For emulating the Gameboy, why does it matter that the memory is broken up into different areas?

So I'm writing a gameboy emulator, and I'm not 100% sure why other projects took the time to break up the memory into proper categories. I don't know if there is a major technical dilemma I'm missing (maybe handling illegal parameters in instructions?), but it seems like the only thing that matters is that the address given by a write instruction is retrievable by the proper read instruction. So for a sub question, if I'm working under the assumption that the assembly is perfectly legal (meaning nothing is trying to read/write where it can't), can I just make a big array and read and write to it?

Note that this is a conceptual question and that I am aware a big array would be a memory hog, I'm not necessarily looking for the best way to do it, simply trying to learn how it works and why other emulator developers did it the way they did.

Upvotes: 0

Views: 1162

Answers (2)

creker
creker

Reputation: 9570

I'm going to be gameboy specific here. Look at gameboy's address space map. The address space itself is divided, it's not that emulators do it. Hardware itself operates that way.

Here's some of the regions that can't be implemented as just an array:

  1. 0x0000-0x3FFF. First bank of a ROM. It's read-only but not quite. Read the next one
  2. 0x4000-0x7FFF. Switchable ROM bank, it's also not quite read-only. Cartridges that don't fit into gameboy's address space contain memory bank controller. ROM will write to some specific read-only ROM regions to actually select which ROM bank is mapped into 0x4000-0x7FFF address range.
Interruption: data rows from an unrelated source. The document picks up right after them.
// Generate the REST scaffold

use std::collections::BTreeMap;

use restgen_generation::{
    execute_plan, OutputWriter, PackagePlanner, PlannerConfig, TemplateEngine, UniverseLoader,
    Verb, WriteResult,
};
use tracing::{debug, info, warn};

use crate::boilerplate::load_boilerplate;
use crate::commands::Command;
use crate::error::{CliError, CliResult};
use crate::router::GeneratorArgs;

/// Parse a comma-separated verb list such as `list,get`
pub fn parse_verbs(list: &str) -> CliResult<Vec<Verb>> {
    let mut verbs = Vec::new();
    for part in list.split(',').map(str::trim).filter(|p| !p.is_empty()) {
        let verb: Verb = part
            .parse()
            .map_err(|e: String| CliError::invalid_argument(format!("--required-verbs: {}", e)))?;
        if !verbs.contains(&verb) {
            verbs.push(verb);
        }
    }
    Ok(verbs)
}

/// Parse `Singular=Plural` pairs into the planner's exception table
pub fn parse_plural_exceptions(entries: &[String]) -> CliResult<BTreeMap<String, String>> {
    let mut exceptions = BTreeMap::new();
    for entry in entries {
        let (singular, plural) = entry
            .split_once('=')
            .map(|(s, p)| (s.trim(), p.trim()))
            .filter(|(s, p)| !s.is_empty() && !p.is_empty())
            .ok_or_else(|| {
                CliError::invalid_argument(format!(
                    "--plural-exception expects SINGULAR=PLURAL, got '{}'",
                    entry
                ))
            })?;
        exceptions.insert(singular.to_string(), plural.to_string());
    }
    Ok(exceptions)
}

/// Load manifests, plan, render and write the scaffold
pub struct GenCommand {
    args: GeneratorArgs,
}

impl GenCommand {
    pub fn new(args: GeneratorArgs) -> Self {
        Self { args }
    }

    /// Check arguments before touching the filesystem
    fn validate(&self) -> CliResult<Vec<Verb>> {
        if self.args.output_package.trim().is_empty() {
            return Err(CliError::invalid_argument("--output-package cannot be empty"));
        }
        if self.args.input.is_empty() {
            return Err(CliError::invalid_argument("at least one --input manifest is required"));
        }
        parse_verbs(&self.args.required_verbs)
    }

    /// Planner configuration derived from the arguments and header bytes
    pub fn planner_config(&self, header: Vec<u8>) -> CliResult<PlannerConfig> {
        let required_verbs = self.validate()?;
        let plural_exceptions = parse_plural_exceptions(&self.args.plural_exceptions)?;
        let object_meta = match self.args.object_meta.trim() {
            "" => None,
            member => Some(member.to_string()),
        };

        Ok(PlannerConfig::new(self.args.output_package.trim())
            .with_header(header)
            .with_required_verbs(required_verbs)
            .with_object_meta_member(object_meta)
            .with_plural_exceptions(plural_exceptions))
    }

    /// Run the whole pipeline and report what was written
    pub fn run(&self) -> CliResult<WriteResult> {
        self.validate()?;
        let header = load_boilerplate(self.args.go_header_file.as_deref())?;
        let config = self.planner_config(header)?;

        let universe = UniverseLoader::load_all(&self.args.input)?;
        debug!(packages = universe.packages().len(), "Loaded type universe");

        let planner = PackagePlanner::new(config)?;
        let plan = planner.plan(&universe)?;
        if plan.is_empty() {
            warn!("No types selected for generation");
        }

        let files = execute_plan(&plan, &TemplateEngine::new())?;
        let writer = OutputWriter::new(&self.args.output_base, self.args.output_package.trim())
            .with_dry_run(self.args.dry_run);
        let result = writer.write_all(&files)?;

        info!(
            files = result.paths.len(),
            written = result.files_written,
            dry_run = result.dry_run,
            output_base = %writer.base().display(),
            "Generated scaffold"
        );
        Ok(result)
    }
}

impl Command for GenCommand {
    fn execute(&self) -> CliResult<()> {
        self.run().map(|_| ())
    }
}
So you have to detect these writes and then redirect reads into the selected ROM bank.
  3. 0xA000-0xBFFF. Switchable RAM bank. Same thing as with switchable ROM banks but now for RAM. Cartridges may contain additional RAM that's being mapped into gameboy's address space. Which bank of the RAM is mapped is controlled, again, by writes to specific read-only regions.
  4. 0xFF00-0xFF4B. IO ports. Here you have hardware registers mapped into address space. Gameboy has several hardware components each with it's own registers and even memory (display controller, sound processor, timers etc). To control that hardware ROM reads and writes into the IO ports. You obviously have to detect these writes so you can emulate the hardware they correspond to. It's not just CPU and memory you have to emulate. I would even say that the least part of it and the easy one. For example, it much harder to get display controller and sound channels right. They have complicated logic, bugs and very tricky behaviour that's not documented very well but is crucial to achieve accurate emulation. Wave channel in particular gave me a hard time.

Upvotes: 0

old_timer
old_timer

Reputation: 71526

You are going to have read only memory, read/write memory and memory mapped I/O (peripherals etc). So you need to decode the address to some extent to break it into the major categories, then for the peripherals you have to emulate all of those so you have to get very detailed in your address decoding.
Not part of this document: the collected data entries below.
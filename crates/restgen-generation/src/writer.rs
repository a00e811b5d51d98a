//! Output writer for generated files
//!
//! Writes rendered files under an output base directory. Supports dry-run
//! mode. Existing files are backed up before being overwritten; if a later
//! write fails, backups are restored and new files removed, so a failed run
//! leaves the previous tree as it was.

use std::fs;
use std::path::{Path, PathBuf};

use tracing::{debug, warn};

use crate::error::GenerationError;
use crate::executor::RenderedFile;

/// Suffix of the copy kept while an existing file is overwritten
pub const BACKUP_SUFFIX: &str = ".bak";

/// Result of writing a set of files
#[derive(Debug, Clone, Default)]
pub struct WriteResult {
    /// Target paths, in write order
    pub paths: Vec<PathBuf>,
    /// Files actually written (zero in dry-run mode)
    pub files_written: usize,
    /// Whether this was a dry-run
    pub dry_run: bool,
}

/// Writes rendered files under a base directory
#[derive(Debug, Clone)]
pub struct OutputWriter {
    base: PathBuf,
    output_package: String,
    dry_run: bool,
}

impl OutputWriter {
    /// Create a writer placing `output_package` at `base`
    pub fn new(base: impl Into<PathBuf>, output_package: impl Into<String>) -> Self {
        Self {
            base: base.into(),
            output_package: output_package.into(),
            dry_run: false,
        }
    }

    /// Enable or disable dry-run mode
    pub fn with_dry_run(mut self, dry_run: bool) -> Self {
        self.dry_run = dry_run;
        self
    }

    /// Base directory
    pub fn base(&self) -> &Path {
        &self.base
    }

    /// Where `file` will be written
    pub fn target_path(&self, file: &RenderedFile) -> PathBuf {
        self.base.join(file.relative_path(&self.output_package))
    }

    /// Write every file, or none of them
    pub fn write_all(&self, files: &[RenderedFile]) -> Result<WriteResult, GenerationError> {
        let paths: Vec<PathBuf> = files.iter().map(|f| self.target_path(f)).collect();
        if self.dry_run {
            return Ok(WriteResult {
                paths,
                files_written: 0,
                dry_run: true,
            });
        }

        let mut touched: Vec<(PathBuf, Option<PathBuf>)> = Vec::new();
        for (file, path) in files.iter().zip(&paths) {
            let backup = if path.is_file() {
                match create_backup(path) {
                    Ok(backup) => Some(backup),
                    Err(e) => {
                        rollback(&touched);
                        return Err(e);
                    }
                }
            } else {
                None
            };
            touched.push((path.clone(), backup));

            if let Err(e) = write_file(path, &file.assemble()) {
                rollback(&touched);
                return Err(e);
            }
            debug!(path = %path.display(), "wrote file");
        }

        discard_backups(&touched);
        Ok(WriteResult {
            files_written: touched.len(),
            paths,
            dry_run: false,
        })
    }
}

/// Backup location for `path`
pub fn backup_path(path: &Path) -> PathBuf {
    let mut name = path.as_os_str().to_owned();
    name.push(BACKUP_SUFFIX);
    PathBuf::from(name)
}

fn create_backup(path: &Path) -> Result<PathBuf, GenerationError> {
    let backup = backup_path(path);
    fs::copy(path, &backup).map_err(|e| {
        GenerationError::WriteFailed(format!("Failed to back up {}: {}", path.display(), e))
    })?;
    Ok(backup)
}

fn write_file(path: &Path, content: &[u8]) -> Result<(), GenerationError> {
    if let Some(parent) = path.parent() {
        fs::create_dir_all(parent).map_err(|e| {
            GenerationError::WriteFailed(format!(
                "Failed to create directory {}: {}",
                parent.display(),
                e
            ))
        })?;
    }
    fs::write(path, content).map_err(|e| {
        GenerationError::WriteFailed(format!("Failed to write file {}: {}", path.display(), e))
    })
}

fn rollback(touched: &[(PathBuf, Option<PathBuf>)]) {
    for (path, backup) in touched.iter().rev() {
        let restored = match backup {
            Some(backup) => fs::rename(backup, path),
            None if path.exists() => fs::remove_file(path),
            None => Ok(()),
        };
        if let Err(e) = restored {
            warn!(path = %path.display(), error = %e, "rollback failed");
        }
    }
}

fn discard_backups(touched: &[(PathBuf, Option<PathBuf>)]) {
    for backup in touched.iter().filter_map(|(_, backup)| backup.as_ref()) {
        if let Err(e) = fs::remove_file(backup) {
            warn!(path = %backup.display(), error = %e, "failed to remove backup");
        }
    }
}

#[cfg(test)]
mod tests {
    use super::*;
    use tempfile::TempDir;

    const OUT: &str = "github.com/acme/app";

    fn file(relative: &str, stem: &str) -> RenderedFile {
        RenderedFile {
            package_name: "server".to_string(),
            package_path: format!("{}/{}", OUT, relative),
            file_stem: stem.to_string(),
            header: Vec::new(),
            documentation: None,
            imports: Vec::new(),
            body: "\nvar x = 1\n".to_string(),
        }
    }

    #[test]
    fn test_write_all_creates_tree() {
        let temp = TempDir::new().unwrap();
        let writer = OutputWriter::new(temp.path(), OUT);
        let result = writer
            .write_all(&[file("server", "server"), file("server/controller/secret", "secret")])
            .unwrap();
        assert_eq!(result.files_written, 2);
        let content =
            fs::read_to_string(temp.path().join("server/controller/secret/secret.go")).unwrap();
        assert_eq!(content, "package server\n\nvar x = 1\n");
    }

    #[test]
    fn test_dry_run_writes_nothing() {
        let temp = TempDir::new().unwrap();
        let writer = OutputWriter::new(temp.path(), OUT).with_dry_run(true);
        let result = writer.write_all(&[file("server", "server")]).unwrap();
        assert!(result.dry_run);
        assert_eq!(result.files_written, 0);
        assert_eq!(result.paths, vec![temp.path().join("server/server.go")]);
        assert!(!temp.path().join("server").exists());
    }

    #[test]
    fn test_failed_write_rolls_back() {
        let temp = TempDir::new().unwrap();
        // A regular file where a directory is needed makes the second write fail
        fs::write(temp.path().join("blocked"), "").unwrap();
        let writer = OutputWriter::new(temp.path(), OUT);
        let err = writer
            .write_all(&[file("server", "server"), file("blocked/inner", "x")])
            .unwrap_err();
        assert!(matches!(err, GenerationError::WriteFailed(_)));
        assert!(!temp.path().join("server/server.go").exists());
    }

    #[test]
    fn test_failed_write_restores_previous_output() {
        let temp = TempDir::new().unwrap();
        let server = temp.path().join("server/server.go");
        fs::create_dir_all(server.parent().unwrap()).unwrap();
        fs::write(&server, "previous run output").unwrap();
        fs::write(temp.path().join("blocked"), "").unwrap();

        let writer = OutputWriter::new(temp.path(), OUT);
        let err = writer
            .write_all(&[file("server", "server"), file("blocked/inner", "x")])
            .unwrap_err();

        assert!(matches!(err, GenerationError::WriteFailed(_)));
        assert_eq!(fs::read_to_string(&server).unwrap(), "previous run output");
        assert!(!backup_path(&server).exists());
    }

    #[test]
    fn test_successful_overwrite_leaves_no_backup() {
        let temp = TempDir::new().unwrap();
        let server = temp.path().join("server/server.go");
        fs::create_dir_all(server.parent().unwrap()).unwrap();
        fs::write(&server, "previous run output").unwrap();

        OutputWriter::new(temp.path(), OUT)
            .write_all(&[file("server", "server")])
            .unwrap();

        assert_eq!(fs::read_to_string(&server).unwrap(), "package server\n\nvar x = 1\n");
        assert!(!backup_path(&server).exists());
    }
}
For the peripherals you will need to detect a read/write to some address which you cannot do by simply landing the writes in an array (two writes of the same value for example make a difference, you cant just scan some array to look for changes you have to trigger on reads and writes and perform the hardware action).

If you wish to be cycle accurate you will also need to know the timings for the rams and roms in order to mimic those, depending on how many banks of each or if timing is dependent on that you will need to decode the address further.

Hardware decodes these addresses to the same level so if you are emulating hardware then you need to...emulate hardware...and do the same amount of address decoding.